++++ Exercise inputs ++++

//! Recover media fields from embed markup.

use embedsync_core::{DEFAULT_TRACKING_ATTRIBUTE, EmbedOptions, MediaData};
use markup5ever_rcdom::Handle;

use crate::Schema;
use crate::dom::{self, Fragment};

/// Elements whose attributes describe the embedded media itself.
const MEDIA_ELEMENTS: &[&str] = &["iframe", "object", "embed", "video", "audio"];

/// Parse an embed fragment into a partial media record.
///
/// Input without a recognizable media element yields an empty record.
pub fn html_to_data(html: &str, schema: Option<&Schema>) -> MediaData {
    extract(html, schema, DEFAULT_TRACKING_ATTRIBUTE)
}

/// Parse an embed fragment with custom options.
pub fn html_to_data_with_options(
    html: &str,
    schema: Option<&Schema>,
    options: &EmbedOptions,
) -> MediaData {
    extract(html, schema, &options.tracking_attribute)
}

fn extract(html: &str, schema: Option<&Schema>, tracking_attribute: &str) -> MediaData {
    if html.trim().is_empty() {
        return MediaData::default();
    }
    let Some(fragment) = Fragment::parse(html) else {
        return MediaData::default();
    };
    if let Some(schema) = schema {
        schema.filter_children(fragment.root());
    }

    let mut data = MediaData::default();
    let mut seen_media = false;

    dom::walk(fragment.root(), &mut |handle: &Handle| {
        let Some(tag) = dom::tag_name(handle) else {
            return true;
        };

        if let Some(iri) = dom::get_attr(handle, tracking_attribute) {
            data = wrapper_data(handle, iri);
            return false;
        }

        match tag.as_str() {
            "param" if data.source.is_empty() => {
                let name = dom::get_attr(handle, "name").unwrap_or_default();
                if name.eq_ignore_ascii_case("movie") || name.eq_ignore_ascii_case("src") {
                    data.source = dom::get_attr(handle, "value").unwrap_or_default();
                }
            }
            "source" => {
                let src = dom::get_attr(handle, "src").unwrap_or_default();
                if data.source.is_empty() {
                    data.source = src;
                } else if data.altsource.is_empty() {
                    data.altsource = src;
                }
            }
            "img" if data.poster.is_empty() => {
                data.poster = dom::get_attr(handle, "src").unwrap_or_default();
            }
            tag if MEDIA_ELEMENTS.contains(&tag) => {
                fill_from_media_element(&mut data, handle, tag, !seen_media);
                seen_media = true;
            }
            _ => {}
        }
        true
    });

    data
}

/// Fill fields not already set from a media element's attributes.
fn fill_from_media_element(data: &mut MediaData, handle: &Handle, tag: &str, first: bool) {
    let source_attr = if tag == "object" { "data" } else { "src" };
    for (name, value) in dom::attributes(handle) {
        match name.as_str() {
            n if n == source_attr && data.source.is_empty() => data.source = value,
            "poster" if data.poster.is_empty() => data.poster = value,
            "width" if data.width.is_none() => data.width = Some(value),
            "height" if data.height.is_none() => data.height = Some(value),
            "allowfullscreen" if first => data.allowfullscreen = true,
            _ => {}
        }
    }
}

/// Fields of a provider wrapper element carrying a tracking attribute.
fn wrapper_data(handle: &Handle, iri: String) -> MediaData {
    let style = dom::get_attr(handle, "style").unwrap_or_default();
    let from_style = |property: &str| {
        dom::style_property(&style, property)
            .map(|v| v.trim_end_matches("px").to_string())
            .filter(|v| !v.is_empty())
    };
    let iframe = dom::find_first(handle, |h| dom::is_element(h, "iframe"));
    let from_iframe = |attr: &str| iframe.as_ref().and_then(|i| dom::get_attr(i, attr));

    MediaData {
        source: iri,
        width: from_style("max-width").or_else(|| from_iframe("width")),
        height: from_style("max-height").or_else(|| from_iframe("height")),
        allowfullscreen: iframe
            .as_ref()
            .is_some_and(|i| dom::has_attr(i, "allowfullscreen")),
        ..MediaData::default()
    }
}
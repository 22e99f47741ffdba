//! Decoration of markup handed back by the hosted video console.

use embedsync_core::{DEFAULT_TRACKING_ATTRIBUTE, EmbedOptions};
use markup5ever_rcdom::Handle;

use crate::dom::{self, Fragment};

/// Marker attribute identifying a console-provided wrapper.
pub const PROVIDER_MARKER: &str = "data-s9-embed";

/// Classes added to a console-provided wrapper.
const WRAPPER_CLASSES: &[&str] = &["s9-embed-container", "mce-preview-object"];

/// Aspect ratio used when the console does not report a resolution.
pub const DEFAULT_RESOLUTION: (u32, u32) = (16, 9);

/// Prepare console embed markup for insertion.
///
/// A wrapper `<div>` is marked as a non-editable provider embed that tracks
/// its iframe's URL and keeps the media's aspect ratio. A bare iframe wider
/// than `max_width` is scaled down proportionally. Markup without an iframe
/// is returned unchanged.
pub fn decorate_provider_embed(html: &str, resolution: Option<(u32, u32)>, max_width: u32) -> String {
    decorate(html, resolution, max_width, DEFAULT_TRACKING_ATTRIBUTE)
}

/// Decorate console embed markup with custom options.
pub fn decorate_provider_embed_with_options(
    html: &str,
    resolution: Option<(u32, u32)>,
    max_width: u32,
    options: &EmbedOptions,
) -> String {
    decorate(html, resolution, max_width, &options.tracking_attribute)
}

fn decorate(html: &str, resolution: Option<(u32, u32)>, max_width: u32, tracking_attribute: &str) -> String {
    let Some(fragment) = Fragment::parse(html) else {
        return html.to_string();
    };
    let Some(iframe) = fragment.first_element("iframe") else {
        return html.to_string();
    };

    let decorated = match fragment.first_element("div") {
        Some(wrapper) => {
            decorate_wrapper(&wrapper, &iframe, resolution.unwrap_or(DEFAULT_RESOLUTION), tracking_attribute);
            dom::outer_html(&wrapper)
        }
        None => {
            fit_iframe(&iframe, max_width);
            dom::outer_html(&iframe)
        }
    };
    decorated.unwrap_or_else(|| html.to_string())
}

/// Check if a fragment's root element is an embed the dialog should edit.
pub fn is_media_fragment(html: &str) -> bool {
    is_media_root(html, DEFAULT_TRACKING_ATTRIBUTE)
}

/// Check for an editable embed, recognizing the configured tracking attribute.
pub fn is_media_fragment_with_options(html: &str, options: &EmbedOptions) -> bool {
    is_media_root(html, &options.tracking_attribute)
}

fn is_media_root(html: &str, tracking_attribute: &str) -> bool {
    let Some(fragment) = Fragment::parse(html) else {
        return false;
    };
    let roots = fragment.top_level_elements();
    let [root] = roots.as_slice() else {
        return false;
    };
    dom::has_attr(root, PROVIDER_MARKER)
        || dom::has_attr(root, tracking_attribute)
        || dom::is_element(root, "iframe")
        || dom::get_attr(root, "data-mce-object").as_deref() == Some("iframe")
}

fn decorate_wrapper(wrapper: &Handle, iframe: &Handle, (width, height): (u32, u32), tracking_attribute: &str) {
    if let Some(src) = dom::get_attr(iframe, "src") {
        dom::set_attr(wrapper, tracking_attribute, &src);
    }
    dom::set_attr(wrapper, PROVIDER_MARKER, "");
    dom::set_attr(wrapper, "contenteditable", "false");

    let aspect_ratio = format!("{} / {}", width.max(1), height.max(1));
    let style = set_style_properties(
        &dom::get_attr(wrapper, "style").unwrap_or_default(),
        &[
            ("padding-bottom", "0"),
            ("max-width", "100%"),
            ("border", "0"),
            ("aspect-ratio", &aspect_ratio),
        ],
    );
    dom::set_attr(wrapper, "style", &style);

    let mut classes: Vec<String> = dom::get_attr(wrapper, "class")
        .unwrap_or_default()
        .split_whitespace()
        .map(str::to_string)
        .collect();
    for class in WRAPPER_CLASSES {
        if !classes.iter().any(|c| c == class) {
            classes.push(class.to_string());
        }
    }
    dom::set_attr(wrapper, "class", &classes.join(" "));
}

fn fit_iframe(iframe: &Handle, max_width: u32) {
    let dimension = |name: &str| dom::get_attr(iframe, name).and_then(|v| v.trim().parse::<u32>().ok());
    let (Some(width), Some(height)) = (dimension("width"), dimension("height")) else {
        return;
    };
    if width <= max_width || width == 0 {
        return;
    }
    let scaled = (u64::from(max_width) * u64::from(height) / u64::from(width)).to_string();
    dom::set_attr(iframe, "height", &scaled);
    dom::set_attr(iframe, "width", &max_width.to_string());
}

/// Set declarations in an inline style, replacing existing ones in place.
fn set_style_properties(style: &str, properties: &[(&str, &str)]) -> String {
    let mut declarations: Vec<(String, String)> = style
        .split(';')
        .filter_map(|d| d.split_once(':'))
        .map(|(name, value)| (name.trim().to_string(), value.trim().to_string()))
        .filter(|(name, _)| !name.is_empty())
        .collect();

    for (name, value) in properties {
        match declarations.iter_mut().find(|(n, _)| n.eq_ignore_ascii_case(name)) {
            Some(existing) => existing.1 = value.to_string(),
            None => declarations.push((name.to_string(), value.to_string())),
        }
    }

    declarations
        .iter()
        .map(|(name, value)| format!("{name}: {value};"))
        .collect::<Vec<_>>()
        .join(" ")
}

#[cfg(test)]
mod tests {
    use super::*;

    #[test]
    fn test_decorate_wrapper() {
        let html = r#"<div style="position: relative; padding-bottom: 56.25%"><iframe src="https://p.test/e/1"></iframe></div><script src="x.js"></script>"#;
        let out = decorate_provider_embed(html, Some((4, 3)), 480);

        assert!(out.starts_with("<div "));
        assert!(out.ends_with("</div>"));
        assert!(!out.contains("script"));
        assert!(out.contains(r#"data-ephox-embed-iri="https://p.test/e/1""#));
        assert!(out.contains(r#"data-s9-embed="""#));
        assert!(out.contains(r#"contenteditable="false""#));
        assert!(out.contains(
            r#"style="position: relative; padding-bottom: 0; max-width: 100%; border: 0; aspect-ratio: 4 / 3;""#
        ));
        assert!(out.contains(r#"class="s9-embed-container mce-preview-object""#));
    }

    #[test]
    fn test_decorate_wrapper_default_resolution() {
        let out = decorate_provider_embed(r#"<div class="s9-embed-container"><iframe src="a"></iframe></div>"#, None, 480);
        assert!(out.contains("aspect-ratio: 16 / 9;"));
        assert!(out.contains(r#"class="s9-embed-container mce-preview-object""#));
    }

    #[test]
    fn test_fit_wide_iframe() {
        let out = decorate_provider_embed(r#"<iframe src="a" width="960" height="540"></iframe>"#, None, 480);
        assert_eq!(out, r#"<iframe src="a" width="480" height="270"></iframe>"#);
    }

    #[test]
    fn test_narrow_iframe_untouched() {
        let out = decorate_provider_embed(r#"<iframe src="a" width="320" height="180"></iframe>"#, None, 480);
        assert_eq!(out, r#"<iframe src="a" width="320" height="180"></iframe>"#);
    }

    #[test]
    fn test_decorate_without_iframe() {
        assert_eq!(decorate_provider_embed("<p>hi</p>", None, 480), "<p>hi</p>");
    }

    #[test]
    fn test_custom_tracking_attribute() {
        let options = EmbedOptions {
            tracking_attribute: "data-embed-url".to_string(),
            ..EmbedOptions::default()
        };
        let wrapped = r#"<div data-embed-url="https://p.test/e/2"><iframe src="x"></iframe></div>"#;
        assert!(is_media_fragment_with_options(wrapped, &options));
        assert!(!is_media_fragment(wrapped));

        let out = decorate_provider_embed_with_options(
            r#"<div><iframe src="https://p.test/e/3"></iframe></div>"#,
            None,
            480,
            &options,
        );
        assert!(out.contains(r#"data-embed-url="https://p.test/e/3""#));
        assert!(!out.contains("data-ephox-embed-iri"));
    }

    #[test]
    fn test_is_media_fragment() {
        assert!(is_media_fragment(r#"<div data-s9-embed=""><iframe src="a"></iframe></div>"#));
        assert!(is_media_fragment(r#"<div data-ephox-embed-iri="a"></div>"#));
        assert!(is_media_fragment(r#"<iframe src="a"></iframe>"#));
        assert!(!is_media_fragment("<p>text</p>"));
        assert!(!is_media_fragment(""));
        assert!(!is_media_fragment(r#"<iframe src="a"></iframe><iframe src="b"></iframe>"#));
    }
}
//! Collaborators supplied by the host editor.

/// What a URL is being normalized for.
#[derive(Debug, Clone, Copy, PartialEq, Eq, Hash)]
pub enum UrlPurpose {
    Source,
    Poster,
}

impl UrlPurpose {
    pub fn as_str(self) -> &'static str {
        match self {
            UrlPurpose::Source => "source",
            UrlPurpose::Poster => "poster",
        }
    }
}

/// Normalize a raw user string into the URL written into markup.
pub trait UrlConverter: Send + Sync {
    fn convert(&self, url: &str, purpose: UrlPurpose) -> String;
}

/// Converter that only trims surrounding whitespace.
#[derive(Debug, Clone, Copy, Default)]
pub struct PassthroughUrls;

impl UrlConverter for PassthroughUrls {
    fn convert(&self, url: &str, _purpose: UrlPurpose) -> String {
        url.trim().to_string()
    }
}

impl<F> UrlConverter for F
where
    F: Fn(&str, UrlPurpose) -> String + Send + Sync,
{
    fn convert(&self, url: &str, purpose: UrlPurpose) -> String {
        self(url, purpose)
    }
}

/// Produce the HTML fragment currently under edit, if any.
pub trait SelectionSnapshot {
    fn snapshot(&self) -> Option<String>;
}

impl SelectionSnapshot for str {
    fn snapshot(&self) -> Option<String> {
        Some(self.to_string())
    }
}

impl SelectionSnapshot for String {
    fn snapshot(&self) -> Option<String> {
        Some(self.clone())
    }
}

impl SelectionSnapshot for Option<String> {
    fn snapshot(&self) -> Option<String> {
        self.clone()
    }
}
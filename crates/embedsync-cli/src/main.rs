//! embedsync CLI - media embed markup from the shell.

use clap::{Parser, Subcommand};
use embedsync::html::{self, Schema};
use embedsync::{EmbedOptions, EmbedService, MediaData, PassthroughUrls};
use std::fs;
use std::io::{self, Read, Write};
use std::path::{Path, PathBuf};
use tracing::debug;
use tracing_subscriber::{EnvFilter, fmt};

#[derive(Parser)]
#[command(name = "embedsync")]
#[command(author, version, about = "Media embed synchronization", long_about = None)]
struct Cli {
    /// Options file (TOML)
    #[arg(short, long, global = true)]
    config: Option<PathBuf>,

    /// Log decisions to stderr
    #[arg(short, long, global = true)]
    verbose: bool,

    #[command(subcommand)]
    command: Commands,
}

#[derive(Subcommand)]
enum Commands {
    /// Parse embed HTML into a media record (JSON)
    Parse {
        /// Input file (use - for stdin)
        #[arg(default_value = "-")]
        input: PathBuf,
    },

    /// Build embed HTML from a media record (JSON)
    Build {
        /// Input file (use - for stdin)
        #[arg(default_value = "-")]
        input: PathBuf,
    },

    /// Patch existing embed HTML with a media record
    Patch {
        /// Media record (JSON)
        #[arg(short, long)]
        data: PathBuf,

        /// Re-target the source as well as the dimensions
        #[arg(short, long)]
        new_embed: bool,

        /// Input file (use - for stdin)
        #[arg(default_value = "-")]
        input: PathBuf,
    },

    /// Resolve a media record (JSON) into `{url, html}`
    Resolve {
        /// Input file (use - for stdin)
        #[arg(default_value = "-")]
        input: PathBuf,
    },

    /// Decorate provider embed HTML for insertion
    Decorate {
        /// Width a bare iframe is scaled down to
        #[arg(short, long, default_value_t = 480)]
        max_width: u32,

        /// Aspect ratio of a wrapped embed, as WIDTHxHEIGHT
        #[arg(short, long, value_parser = parse_resolution)]
        resolution: Option<(u32, u32)>,

        /// Input file (use - for stdin)
        #[arg(default_value = "-")]
        input: PathBuf,
    },
}

fn parse_resolution(s: &str) -> Result<(u32, u32), String> {
    let (width, height) = s
        .split_once(['x', 'X'])
        .ok_or_else(|| format!("expected WIDTHxHEIGHT, got {s:?}"))?;
    let width = width.trim().parse().map_err(|e| format!("width: {e}"))?;
    let height = height.trim().parse().map_err(|e| format!("height: {e}"))?;
    Ok((width, height))
}

#[tokio::main(flavor = "current_thread")]
async fn main() {
    if let Err(e) = run().await {
        eprintln!("error: {e}");
        std::process::exit(1);
    }
}

async fn run() -> Result<(), Box<dyn std::error::Error>> {
    let cli = Cli::parse();
    init_logging(cli.verbose)?;

    let options = match &cli.config {
        Some(path) => EmbedOptions::load(path)?,
        None => EmbedOptions::default(),
    };
    debug!(?options, "loaded options");
    let schema = Schema::from_options(&options);

    let output = match cli.command {
        Commands::Parse { input } => {
            let data = html::html_to_data_with_options(&read_input(&input)?, schema.as_ref(), &options);
            serde_json::to_string_pretty(&data)?
        }
        Commands::Build { input } => {
            let data = read_record(&read_input(&input)?)?;
            html::data_to_html_with_options(&data, &PassthroughUrls, &options)
        }
        Commands::Patch {
            data,
            new_embed,
            input,
        } => {
            let data = read_record(&fs::read_to_string(&data)?)?;
            html::update_html_with_options(&read_input(&input)?, &data, new_embed, schema.as_ref(), &options)
        }
        Commands::Resolve { input } => {
            let data = read_record(&read_input(&input)?)?;
            let service = EmbedService::new().with_options(options);
            let result = service.resolve(&data).await?;
            serde_json::to_string_pretty(&result)?
        }
        Commands::Decorate {
            max_width,
            resolution,
            input,
        } => html::decorate_provider_embed_with_options(&read_input(&input)?, resolution, max_width, &options),
    };

    let mut stdout = io::stdout();
    stdout.write_all(output.as_bytes())?;
    stdout.write_all(b"\n")?;
    Ok(())
}

fn init_logging(verbose: bool) -> Result<(), Box<dyn std::error::Error>> {
    let filter = if verbose {
        EnvFilter::new("debug")
    } else {
        EnvFilter::try_from_default_env().unwrap_or_else(|_| EnvFilter::new("warn"))
    };
    let subscriber = fmt::Subscriber::builder()
        .with_env_filter(filter)
        .with_writer(io::stderr)
        .finish();
    tracing::subscriber::set_global_default(subscriber)?;
    Ok(())
}

fn read_input(input: &Path) -> io::Result<String> {
    if input.as_os_str() == "-" {
        let mut buf = String::new();
        io::stdin().read_to_string(&mut buf)?;
        Ok(buf)
    } else {
        fs::read_to_string(input)
    }
}

fn read_record(json: &str) -> Result<MediaData, serde_json::Error> {
    serde_json::from_str(json)
}
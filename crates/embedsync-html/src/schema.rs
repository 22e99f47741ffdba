//! Element and attribute whitelist applied to parsed embed markup.

use std::collections::{HashMap, HashSet, VecDeque};
use std::rc::Rc;

use embedsync_core::{EmbedOptions, SchemaConfig};
use markup5ever_rcdom::{Handle, NodeData};

/// Attributes allowed on every whitelisted element.
const GLOBAL_ATTRIBUTES: &[&str] = &["id", "class", "style", "title", "lang", "dir", "role"];

/// Attribute prefixes allowed on every whitelisted element.
const GLOBAL_PREFIXES: &[&str] = &["data-", "aria-"];

/// Elements removed together with their content when not whitelisted.
const STRIPPED_ELEMENTS: &[&str] = &["script", "style", "noscript", "template"];

/// A whitelist of recognized embed markup.
#[derive(Debug, Clone, Default, PartialEq, Eq)]
pub struct Schema {
    elements: HashMap<String, HashSet<String>>,
}

impl Schema {
    /// Create an empty schema that allows nothing.
    pub fn new() -> Self {
        Self::default()
    }

    /// The built-in whitelist for media embeds.
    pub fn media() -> Self {
        Self::new()
            .element("div", &[])
            .element("span", &[])
            .element("p", &[])
            .element(
                "iframe",
                &[
                    "src",
                    "width",
                    "height",
                    "name",
                    "allow",
                    "allowfullscreen",
                    "frameborder",
                    "loading",
                    "referrerpolicy",
                    "sandbox",
                    "scrolling",
                ],
            )
            .element(
                "video",
                &[
                    "src", "width", "height", "poster", "controls", "autoplay", "loop", "muted",
                    "preload", "playsinline",
                ],
            )
            .element(
                "audio",
                &["src", "controls", "autoplay", "loop", "muted", "preload"],
            )
            .element("source", &["src", "type", "media"])
            .element("track", &["src", "kind", "srclang", "label", "default"])
            .element("object", &["data", "type", "width", "height"])
            .element("embed", &["src", "type", "width", "height"])
            .element("param", &["name", "value"])
            .element("img", &["src", "alt", "width", "height"])
    }

    /// Build the schema the options ask for, or `None` when filtering is off.
    pub fn from_options(options: &EmbedOptions) -> Option<Self> {
        if !options.filter_html {
            return None;
        }
        Some(options.schema.as_ref().map_or_else(Self::media, Self::from_config))
    }

    /// Build a schema from configuration.
    pub fn from_config(config: &SchemaConfig) -> Self {
        config
            .elements
            .iter()
            .fold(Self::new(), |schema, (tag, attrs)| {
                let attrs: Vec<&str> = attrs.iter().map(String::as_str).collect();
                schema.element(tag, &attrs)
            })
    }

    /// Allow an element with the given element-specific attributes.
    pub fn element(mut self, tag: &str, attributes: &[&str]) -> Self {
        let entry = self.elements.entry(tag.to_ascii_lowercase()).or_default();
        entry.extend(attributes.iter().map(|a| a.to_ascii_lowercase()));
        self
    }

    /// Check if an element is whitelisted.
    pub fn allows_element(&self, tag: &str) -> bool {
        self.elements.contains_key(tag)
    }

    /// Check if an attribute is allowed on a whitelisted element.
    pub fn allows_attribute(&self, tag: &str, attribute: &str) -> bool {
        let Some(allowed) = self.elements.get(tag) else {
            return false;
        };
        allowed.contains(attribute)
            || GLOBAL_ATTRIBUTES.contains(&attribute)
            || GLOBAL_PREFIXES.iter().any(|p| attribute.starts_with(p))
    }

    /// Filter the subtree below `root` in place.
    ///
    /// Disallowed elements are unwrapped so their content survives, except for
    /// script-like elements which are removed along with their content.
    /// Comments are dropped and disallowed attributes removed.
    pub(crate) fn filter_children(&self, root: &Handle) {
        let mut pending = vec![root.clone()];

        while let Some(parent) = pending.pop() {
            let mut queue: VecDeque<Handle> = std::mem::take(&mut *parent.children.borrow_mut()).into();
            let mut kept = Vec::with_capacity(queue.len());

            while let Some(child) = queue.pop_front() {
                match &child.data {
                    NodeData::Element { name, attrs, .. } => {
                        let tag = name.local.as_ref();
                        if self.allows_element(tag) {
                            attrs
                                .borrow_mut()
                                .retain(|a| self.allows_attribute(tag, a.name.local.as_ref()));
                            pending.push(child.clone());
                            kept.push(child);
                        } else if !STRIPPED_ELEMENTS.contains(&tag) {
                            // Promoted children are filtered as children of `parent`
                            for grandchild in child.children.take().into_iter().rev() {
                                queue.push_front(grandchild);
                            }
                        }
                    }
                    NodeData::Comment { .. } | NodeData::ProcessingInstruction { .. } => {}
                    _ => kept.push(child),
                }
            }

            for child in &kept {
                child.parent.set(Some(Rc::downgrade(&parent)));
            }
            *parent.children.borrow_mut() = kept;
        }
    }
}

#[cfg(test)]
mod tests {
    use super::*;
    use crate::dom::Fragment;

    fn filter(html: &str, schema: &Schema) -> String {
        let fragment = Fragment::parse(html).unwrap();
        schema.filter_children(fragment.root());
        fragment.to_html().unwrap()
    }

    #[test]
    fn test_media_schema_keeps_iframe() {
        let html = r#"<div class="x" data-tracking="t"><iframe src="a" width="1" height="1"></iframe></div>"#;
        assert_eq!(filter(html, &Schema::media()), html);
    }

    #[test]
    fn test_drops_disallowed_attributes() {
        let html = r#"<iframe src="a" onload="evil()"></iframe>"#;
        assert_eq!(
            filter(html, &Schema::media()),
            r#"<iframe src="a"></iframe>"#
        );
    }

    #[test]
    fn test_unwraps_unknown_elements() {
        let html = r#"<section><iframe src="a"></iframe></section>"#;
        assert_eq!(
            filter(html, &Schema::media()),
            r#"<iframe src="a"></iframe>"#
        );
    }

    #[test]
    fn test_strips_scripts_and_comments() {
        let html = r#"<div><!-- c --><script>alert(1)</script><iframe src="a"></iframe></div>"#;
        assert_eq!(
            filter(html, &Schema::media()),
            r#"<div><iframe src="a"></iframe></div>"#
        );
    }

    #[test]
    fn test_unwraps_nested_unknown_elements_in_order() {
        let html = r#"<section><article><iframe src="a"></iframe></article><p>x</p></section><!-- c -->"#;
        assert_eq!(
            filter(html, &Schema::media()),
            r#"<iframe src="a"></iframe><p>x</p>"#
        );
    }

    #[test]
    fn test_from_options() {
        let mut options = EmbedOptions::default();
        assert_eq!(Schema::from_options(&options), Some(Schema::media()));

        options.schema = Some(SchemaConfig {
            elements: [("iframe".to_string(), vec!["src".to_string()])]
                .into_iter()
                .collect(),
        });
        let schema = Schema::from_options(&options).unwrap();
        assert!(schema.allows_attribute("iframe", "src"));
        assert!(!schema.allows_attribute("iframe", "width"));
        assert!(!schema.allows_element("div"));

        options.filter_html = false;
        assert_eq!(Schema::from_options(&options), None);
    }
}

++++

Looking at the records above, how many of their lines carry the string "derive"? Answer with the number and nothing else.

**Answer to this problem:** 5